### Task to carry out
I would like each line of the data that holds the word "BuildRequest" copied out.

==== Data extract ====

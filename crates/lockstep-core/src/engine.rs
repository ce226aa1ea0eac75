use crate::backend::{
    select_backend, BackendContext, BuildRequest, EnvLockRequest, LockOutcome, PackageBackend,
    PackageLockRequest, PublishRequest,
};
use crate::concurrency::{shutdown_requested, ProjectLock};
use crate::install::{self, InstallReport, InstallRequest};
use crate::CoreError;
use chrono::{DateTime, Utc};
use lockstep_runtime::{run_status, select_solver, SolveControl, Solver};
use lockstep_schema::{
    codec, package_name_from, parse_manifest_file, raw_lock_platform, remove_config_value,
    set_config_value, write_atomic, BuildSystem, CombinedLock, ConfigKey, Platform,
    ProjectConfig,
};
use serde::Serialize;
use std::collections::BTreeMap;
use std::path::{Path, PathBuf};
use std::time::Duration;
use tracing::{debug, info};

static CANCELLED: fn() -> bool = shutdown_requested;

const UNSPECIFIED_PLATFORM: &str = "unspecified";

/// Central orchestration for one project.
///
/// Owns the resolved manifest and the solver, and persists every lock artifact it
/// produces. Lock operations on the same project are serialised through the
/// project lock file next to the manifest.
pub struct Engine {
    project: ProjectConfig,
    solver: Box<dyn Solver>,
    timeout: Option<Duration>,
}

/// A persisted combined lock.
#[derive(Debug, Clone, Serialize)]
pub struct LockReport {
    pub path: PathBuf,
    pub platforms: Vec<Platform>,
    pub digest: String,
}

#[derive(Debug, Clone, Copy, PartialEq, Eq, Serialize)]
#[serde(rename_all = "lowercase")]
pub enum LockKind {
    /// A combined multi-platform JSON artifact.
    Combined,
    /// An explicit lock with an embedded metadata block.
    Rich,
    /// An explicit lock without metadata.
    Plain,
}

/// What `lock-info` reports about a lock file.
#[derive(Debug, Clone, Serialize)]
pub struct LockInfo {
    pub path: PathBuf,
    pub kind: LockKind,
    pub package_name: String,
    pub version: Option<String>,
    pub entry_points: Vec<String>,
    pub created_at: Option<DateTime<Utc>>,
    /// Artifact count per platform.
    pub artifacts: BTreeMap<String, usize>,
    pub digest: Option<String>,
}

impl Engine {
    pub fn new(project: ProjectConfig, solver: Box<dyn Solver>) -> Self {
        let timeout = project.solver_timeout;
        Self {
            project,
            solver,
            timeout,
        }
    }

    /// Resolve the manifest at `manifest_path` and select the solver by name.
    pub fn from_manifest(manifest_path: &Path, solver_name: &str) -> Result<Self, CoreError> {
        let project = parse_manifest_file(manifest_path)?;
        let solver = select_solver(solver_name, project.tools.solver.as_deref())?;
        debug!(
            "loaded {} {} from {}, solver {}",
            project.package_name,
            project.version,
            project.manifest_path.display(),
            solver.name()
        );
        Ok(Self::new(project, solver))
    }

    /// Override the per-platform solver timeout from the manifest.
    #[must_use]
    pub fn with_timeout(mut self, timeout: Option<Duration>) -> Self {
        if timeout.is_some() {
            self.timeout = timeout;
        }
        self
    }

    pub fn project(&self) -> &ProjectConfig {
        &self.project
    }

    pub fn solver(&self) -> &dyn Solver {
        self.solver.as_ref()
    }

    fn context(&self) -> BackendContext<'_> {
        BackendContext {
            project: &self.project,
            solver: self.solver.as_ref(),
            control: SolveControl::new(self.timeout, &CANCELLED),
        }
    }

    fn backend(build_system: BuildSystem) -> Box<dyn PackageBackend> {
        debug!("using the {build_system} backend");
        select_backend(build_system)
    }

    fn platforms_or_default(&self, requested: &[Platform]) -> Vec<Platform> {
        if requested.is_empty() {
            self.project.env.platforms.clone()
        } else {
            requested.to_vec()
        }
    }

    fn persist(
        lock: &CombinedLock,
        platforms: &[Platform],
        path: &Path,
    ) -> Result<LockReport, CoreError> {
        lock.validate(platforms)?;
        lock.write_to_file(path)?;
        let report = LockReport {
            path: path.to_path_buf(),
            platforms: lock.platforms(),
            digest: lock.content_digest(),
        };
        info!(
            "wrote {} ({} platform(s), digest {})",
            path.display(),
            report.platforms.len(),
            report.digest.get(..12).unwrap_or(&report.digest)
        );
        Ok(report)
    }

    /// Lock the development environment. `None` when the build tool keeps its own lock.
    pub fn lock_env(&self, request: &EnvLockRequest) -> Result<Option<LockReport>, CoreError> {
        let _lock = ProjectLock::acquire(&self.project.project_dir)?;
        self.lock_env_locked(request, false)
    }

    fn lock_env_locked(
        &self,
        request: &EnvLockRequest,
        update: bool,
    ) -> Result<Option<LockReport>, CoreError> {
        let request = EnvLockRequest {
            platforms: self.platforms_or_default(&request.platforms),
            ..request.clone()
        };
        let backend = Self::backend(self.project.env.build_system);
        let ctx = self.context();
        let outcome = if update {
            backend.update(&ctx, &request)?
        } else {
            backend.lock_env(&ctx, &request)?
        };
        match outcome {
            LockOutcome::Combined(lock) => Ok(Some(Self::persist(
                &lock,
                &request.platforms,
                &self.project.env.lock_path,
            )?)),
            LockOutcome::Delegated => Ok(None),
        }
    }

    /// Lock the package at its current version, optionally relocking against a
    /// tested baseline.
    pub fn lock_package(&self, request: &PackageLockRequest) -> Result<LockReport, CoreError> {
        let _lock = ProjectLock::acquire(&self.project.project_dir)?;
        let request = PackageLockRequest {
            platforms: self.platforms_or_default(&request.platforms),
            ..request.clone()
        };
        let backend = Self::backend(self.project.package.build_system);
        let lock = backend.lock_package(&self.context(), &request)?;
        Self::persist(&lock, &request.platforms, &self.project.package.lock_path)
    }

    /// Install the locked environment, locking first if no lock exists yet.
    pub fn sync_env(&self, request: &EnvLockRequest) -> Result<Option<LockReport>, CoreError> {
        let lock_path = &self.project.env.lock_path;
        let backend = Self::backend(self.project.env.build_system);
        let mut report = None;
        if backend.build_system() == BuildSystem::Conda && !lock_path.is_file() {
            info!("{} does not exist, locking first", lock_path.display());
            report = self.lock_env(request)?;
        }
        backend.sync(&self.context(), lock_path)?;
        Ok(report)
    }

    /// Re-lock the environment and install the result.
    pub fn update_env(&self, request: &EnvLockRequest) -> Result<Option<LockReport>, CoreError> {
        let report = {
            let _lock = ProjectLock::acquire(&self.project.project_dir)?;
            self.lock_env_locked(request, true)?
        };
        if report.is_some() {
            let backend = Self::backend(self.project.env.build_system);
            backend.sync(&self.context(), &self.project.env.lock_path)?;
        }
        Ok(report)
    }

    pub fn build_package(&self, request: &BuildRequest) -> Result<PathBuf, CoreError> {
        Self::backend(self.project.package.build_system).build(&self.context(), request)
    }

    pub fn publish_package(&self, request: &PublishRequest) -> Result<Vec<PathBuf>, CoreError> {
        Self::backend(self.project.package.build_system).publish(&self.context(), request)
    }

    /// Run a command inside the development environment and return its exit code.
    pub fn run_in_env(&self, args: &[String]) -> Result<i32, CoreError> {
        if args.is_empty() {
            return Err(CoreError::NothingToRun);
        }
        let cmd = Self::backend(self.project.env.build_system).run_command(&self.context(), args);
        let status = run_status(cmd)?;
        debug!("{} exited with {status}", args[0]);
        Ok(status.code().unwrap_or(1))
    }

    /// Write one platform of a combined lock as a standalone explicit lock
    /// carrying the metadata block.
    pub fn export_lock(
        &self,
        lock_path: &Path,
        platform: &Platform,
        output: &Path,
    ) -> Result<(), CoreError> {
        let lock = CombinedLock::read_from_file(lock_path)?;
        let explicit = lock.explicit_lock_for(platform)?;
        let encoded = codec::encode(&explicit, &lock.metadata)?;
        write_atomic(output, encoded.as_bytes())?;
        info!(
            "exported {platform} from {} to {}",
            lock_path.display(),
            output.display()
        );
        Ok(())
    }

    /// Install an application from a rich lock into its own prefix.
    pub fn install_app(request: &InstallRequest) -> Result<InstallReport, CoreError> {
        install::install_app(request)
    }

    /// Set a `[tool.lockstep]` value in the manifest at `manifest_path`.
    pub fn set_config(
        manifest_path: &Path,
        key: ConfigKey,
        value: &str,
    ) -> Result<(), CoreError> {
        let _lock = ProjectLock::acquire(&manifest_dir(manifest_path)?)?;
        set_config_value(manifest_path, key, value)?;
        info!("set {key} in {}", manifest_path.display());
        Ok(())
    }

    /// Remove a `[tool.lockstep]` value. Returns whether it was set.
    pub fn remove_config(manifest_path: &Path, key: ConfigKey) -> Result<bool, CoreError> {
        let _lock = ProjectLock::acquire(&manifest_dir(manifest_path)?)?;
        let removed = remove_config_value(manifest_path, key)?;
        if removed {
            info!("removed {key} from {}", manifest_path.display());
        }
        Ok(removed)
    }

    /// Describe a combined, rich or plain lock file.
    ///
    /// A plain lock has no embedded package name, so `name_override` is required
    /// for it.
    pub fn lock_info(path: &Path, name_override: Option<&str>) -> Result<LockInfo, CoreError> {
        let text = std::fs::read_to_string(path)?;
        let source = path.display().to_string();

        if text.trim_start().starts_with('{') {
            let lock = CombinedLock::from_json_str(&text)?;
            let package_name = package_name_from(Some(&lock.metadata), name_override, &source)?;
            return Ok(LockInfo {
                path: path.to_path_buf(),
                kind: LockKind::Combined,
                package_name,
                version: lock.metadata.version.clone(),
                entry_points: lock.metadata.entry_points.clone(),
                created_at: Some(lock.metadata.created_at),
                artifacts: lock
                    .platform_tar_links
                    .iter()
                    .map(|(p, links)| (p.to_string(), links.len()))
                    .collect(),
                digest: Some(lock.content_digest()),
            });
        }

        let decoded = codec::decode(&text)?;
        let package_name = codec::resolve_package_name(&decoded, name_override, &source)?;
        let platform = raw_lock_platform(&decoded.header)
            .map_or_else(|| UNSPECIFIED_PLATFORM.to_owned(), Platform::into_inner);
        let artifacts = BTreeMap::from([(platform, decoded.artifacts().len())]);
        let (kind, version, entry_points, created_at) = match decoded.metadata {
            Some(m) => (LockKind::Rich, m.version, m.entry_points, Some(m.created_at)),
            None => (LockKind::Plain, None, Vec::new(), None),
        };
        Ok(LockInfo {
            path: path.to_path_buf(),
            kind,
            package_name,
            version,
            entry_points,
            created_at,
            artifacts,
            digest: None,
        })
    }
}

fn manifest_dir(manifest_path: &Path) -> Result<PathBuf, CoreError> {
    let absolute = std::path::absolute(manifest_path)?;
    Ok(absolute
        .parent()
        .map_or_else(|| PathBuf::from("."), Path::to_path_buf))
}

====
==== Data extract ====

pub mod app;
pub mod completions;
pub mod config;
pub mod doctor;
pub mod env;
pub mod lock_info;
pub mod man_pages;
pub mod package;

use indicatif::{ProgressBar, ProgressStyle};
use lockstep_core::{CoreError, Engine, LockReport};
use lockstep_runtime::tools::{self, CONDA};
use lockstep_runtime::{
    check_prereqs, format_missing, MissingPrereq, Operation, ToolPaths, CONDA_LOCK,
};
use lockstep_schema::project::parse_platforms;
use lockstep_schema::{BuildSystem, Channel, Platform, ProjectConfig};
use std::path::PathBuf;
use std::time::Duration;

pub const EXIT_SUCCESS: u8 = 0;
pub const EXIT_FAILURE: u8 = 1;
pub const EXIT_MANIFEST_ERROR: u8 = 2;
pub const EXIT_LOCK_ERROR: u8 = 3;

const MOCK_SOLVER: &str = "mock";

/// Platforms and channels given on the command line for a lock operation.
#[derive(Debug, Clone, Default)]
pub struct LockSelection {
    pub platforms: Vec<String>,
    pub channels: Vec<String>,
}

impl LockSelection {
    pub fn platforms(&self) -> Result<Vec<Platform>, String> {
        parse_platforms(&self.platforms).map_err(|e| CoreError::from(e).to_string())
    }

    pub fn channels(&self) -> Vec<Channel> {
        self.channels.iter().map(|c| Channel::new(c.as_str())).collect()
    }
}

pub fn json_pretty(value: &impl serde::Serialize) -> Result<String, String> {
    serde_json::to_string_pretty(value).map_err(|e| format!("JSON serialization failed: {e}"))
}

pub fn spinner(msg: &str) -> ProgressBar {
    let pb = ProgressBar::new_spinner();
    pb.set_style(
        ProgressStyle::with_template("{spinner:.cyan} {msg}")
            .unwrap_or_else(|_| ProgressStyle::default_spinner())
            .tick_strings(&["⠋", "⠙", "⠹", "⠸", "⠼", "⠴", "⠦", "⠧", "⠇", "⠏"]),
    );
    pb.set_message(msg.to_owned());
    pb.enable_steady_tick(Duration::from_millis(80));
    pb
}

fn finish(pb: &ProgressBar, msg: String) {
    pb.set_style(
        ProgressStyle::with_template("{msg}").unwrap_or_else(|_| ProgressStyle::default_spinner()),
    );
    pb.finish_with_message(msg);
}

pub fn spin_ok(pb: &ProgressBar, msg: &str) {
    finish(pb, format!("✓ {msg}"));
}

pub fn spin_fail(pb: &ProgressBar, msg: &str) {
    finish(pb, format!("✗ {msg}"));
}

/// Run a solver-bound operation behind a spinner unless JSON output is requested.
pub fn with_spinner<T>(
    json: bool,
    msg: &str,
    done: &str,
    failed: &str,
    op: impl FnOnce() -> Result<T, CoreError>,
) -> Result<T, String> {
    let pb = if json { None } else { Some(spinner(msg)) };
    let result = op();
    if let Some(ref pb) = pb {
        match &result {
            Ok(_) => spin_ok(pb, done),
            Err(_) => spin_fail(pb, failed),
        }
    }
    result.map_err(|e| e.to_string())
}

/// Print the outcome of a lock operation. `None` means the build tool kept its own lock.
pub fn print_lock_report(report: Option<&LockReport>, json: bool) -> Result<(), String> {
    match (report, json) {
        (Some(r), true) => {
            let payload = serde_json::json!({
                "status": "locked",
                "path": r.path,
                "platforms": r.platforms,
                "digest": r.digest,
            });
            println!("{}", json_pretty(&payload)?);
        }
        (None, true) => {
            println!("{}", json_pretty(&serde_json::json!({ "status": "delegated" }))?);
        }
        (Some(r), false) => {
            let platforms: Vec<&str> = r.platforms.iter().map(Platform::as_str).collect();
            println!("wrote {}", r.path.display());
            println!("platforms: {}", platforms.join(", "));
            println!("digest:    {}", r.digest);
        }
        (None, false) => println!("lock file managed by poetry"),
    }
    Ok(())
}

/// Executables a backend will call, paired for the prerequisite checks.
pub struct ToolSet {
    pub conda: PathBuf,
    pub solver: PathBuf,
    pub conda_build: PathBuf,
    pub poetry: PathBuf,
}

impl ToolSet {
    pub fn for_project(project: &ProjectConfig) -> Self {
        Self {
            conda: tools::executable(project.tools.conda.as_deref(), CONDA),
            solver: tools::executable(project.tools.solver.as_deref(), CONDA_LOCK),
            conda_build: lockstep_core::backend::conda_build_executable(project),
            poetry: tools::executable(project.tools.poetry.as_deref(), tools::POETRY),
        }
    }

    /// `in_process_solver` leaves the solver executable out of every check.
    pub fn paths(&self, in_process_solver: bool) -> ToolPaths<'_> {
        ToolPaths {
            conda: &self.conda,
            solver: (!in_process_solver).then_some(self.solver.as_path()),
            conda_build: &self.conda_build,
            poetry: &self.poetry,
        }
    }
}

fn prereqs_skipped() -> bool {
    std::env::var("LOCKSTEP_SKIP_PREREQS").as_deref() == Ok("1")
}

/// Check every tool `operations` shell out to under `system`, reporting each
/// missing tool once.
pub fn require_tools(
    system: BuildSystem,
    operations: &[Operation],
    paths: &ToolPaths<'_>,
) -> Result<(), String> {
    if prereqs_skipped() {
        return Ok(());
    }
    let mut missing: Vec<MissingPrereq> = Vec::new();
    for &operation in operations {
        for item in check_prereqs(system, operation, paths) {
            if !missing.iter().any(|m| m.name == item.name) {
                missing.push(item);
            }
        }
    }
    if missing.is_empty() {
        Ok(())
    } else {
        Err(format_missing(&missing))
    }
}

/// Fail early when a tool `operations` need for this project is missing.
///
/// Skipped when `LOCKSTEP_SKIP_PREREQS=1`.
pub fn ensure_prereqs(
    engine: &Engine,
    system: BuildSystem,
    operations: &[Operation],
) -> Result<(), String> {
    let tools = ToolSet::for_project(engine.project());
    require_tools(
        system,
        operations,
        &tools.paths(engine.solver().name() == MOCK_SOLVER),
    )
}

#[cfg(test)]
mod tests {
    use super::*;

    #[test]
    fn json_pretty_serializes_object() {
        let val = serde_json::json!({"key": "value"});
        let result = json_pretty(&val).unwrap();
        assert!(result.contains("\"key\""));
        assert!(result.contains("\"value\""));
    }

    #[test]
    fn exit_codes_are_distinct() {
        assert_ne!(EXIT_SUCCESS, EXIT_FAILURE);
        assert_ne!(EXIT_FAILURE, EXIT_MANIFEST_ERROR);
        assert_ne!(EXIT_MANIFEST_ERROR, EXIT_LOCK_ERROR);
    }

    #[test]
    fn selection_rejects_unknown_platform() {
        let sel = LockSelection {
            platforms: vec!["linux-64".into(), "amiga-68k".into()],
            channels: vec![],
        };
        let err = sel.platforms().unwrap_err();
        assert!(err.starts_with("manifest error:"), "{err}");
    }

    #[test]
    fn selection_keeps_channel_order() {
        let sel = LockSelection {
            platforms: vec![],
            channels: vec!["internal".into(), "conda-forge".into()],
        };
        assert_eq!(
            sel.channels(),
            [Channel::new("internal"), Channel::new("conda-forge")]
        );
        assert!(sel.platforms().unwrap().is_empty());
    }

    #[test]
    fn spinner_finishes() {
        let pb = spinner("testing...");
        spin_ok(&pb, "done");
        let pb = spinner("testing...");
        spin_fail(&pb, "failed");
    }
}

====

### Task response
    select_backend, BackendContext, BuildRequest, EnvLockRequest, LockOutcome, PackageBackend,
    pub fn build_package(&self, request: &BuildRequest) -> Result<PathBuf, CoreError> {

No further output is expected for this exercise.